- Born: Frederick Major Paull Knott 28 August 1916 Hankou, China
- Died: 17 December 2002 (aged 86) New York City, New York
- Occupations: playwright, screenwriter
- Writing career
- Language: English

= Frederick Knott =

English playwright and screenwriter

Frederick Major Paull Knott (28 August 1916 – 17 December 2002) was an English playwright and screenwriter known for complex crime-related plots. Although he was a reluctant writer and completed a small number of plays, two have become well-known: the London-based stage thriller Dial M for Murder, later filmed in Hollywood by Alfred Hitchcock, and the 1966 play Wait Until Dark, which was adapted to a Hollywood film directed by Terence Young. He also wrote the Broadway mystery Write Me a Murder.

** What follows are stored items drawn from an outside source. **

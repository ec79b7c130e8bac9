//! API Route Configuration

use axum::{
    middleware,
    routing::{get, post},
    Router,
};
use std::sync::Arc;
use tower_http::{
    compression::CompressionLayer,
    cors::{Any, CorsLayer},
    trace::TraceLayer,
};

use super::handlers::{self, AppState};
use super::middleware::logging_middleware;

/// Create the API router with all routes and middleware
pub fn create_router(state: Arc<AppState>) -> Router {
    let cors = CorsLayer::new()
        .allow_origin(Any)
        .allow_methods(Any)
        .allow_headers(Any);

    let api = Router::new()
        .route("/hello", get(handlers::hello))
        // Market data
        .route("/search", get(handlers::search_assets))
        .route("/markets", get(handlers::markets))
        .route("/coin/:coin_id", get(handlers::coin_details))
        // Token lookup
        .route("/token/ethereum/:address", get(handlers::token_by_contract))
        .route("/token/ethereum/:address/full", get(handlers::token_full))
        // Intent router
        .route("/ask", post(handlers::ask_bot));

    Router::new()
        .route("/", get(handlers::root))
        .route("/health", get(handlers::health_check))
        .route("/test", get(handlers::diagnostics))
        .nest("/api", api)
        .with_state(state)
        // Middleware (order matters - bottom runs first)
        .layer(CompressionLayer::new())
        .layer(TraceLayer::new_for_http())
        .layer(cors)
        .layer(middleware::from_fn(logging_middleware))
}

Knott moved to the United States in September 1952. He was introduced to actress Ann Hillary a few months later, married her in 1953, and the couple lived in New York for many years. Their only son, Anthony Frederick Knott, was born in 1959.

==Life and career==
Knott was born in Hankou, China, the son of English missionaries, Margaret Caroline (née Paull) and Cyril Wakefield Knott. He became interested in theatre after watching performances of Gilbert and Sullivan works held by the Hankow Operatic Society. Descended from a line of Lancashire mill-owners, Knott came from a wealthy enough background to be sent back to England to be schooled privately, and from 1926 he was educated at Sidcot School and then, from 1929, at Oundle School in Northamptonshire.

In 1934, Knott went up to Downing College, Cambridge, to read law. An exceptional tennis player (a profession he gave the central character in Dial M for Murder), he became a Blue, and in 1937 was a member of the Oxford-Cambridge tennis team that played the Harvard-Yale squad at Newport. He graduated in 1938 with a third-class degree in law, but the outbreak of the Second World War prevented his competing at Wimbledon.

He served in the British Army Artillery as a signals instructor from 1939 to 1946, rising to the rank of major.

Knott first conceived of Dial M for Murder in October 1949 as a half-hour television drama, but the production company, Parthian Productions, went bankrupt. He then spent eighteen months turning his idea into a stage play. Completed in April 1951, Knott's agent spent the remainder of 1951 trying to interest a London theatrical manager in producing it, but there were no takers. In the meantime, Knott was offered the opportunity to write the screenplay to The Last Page, based on a play by James Hadley Chase. The film starred George Brent, Marguerite Chapman, and Diana Dors, and was released in the U.S. as Man Bait.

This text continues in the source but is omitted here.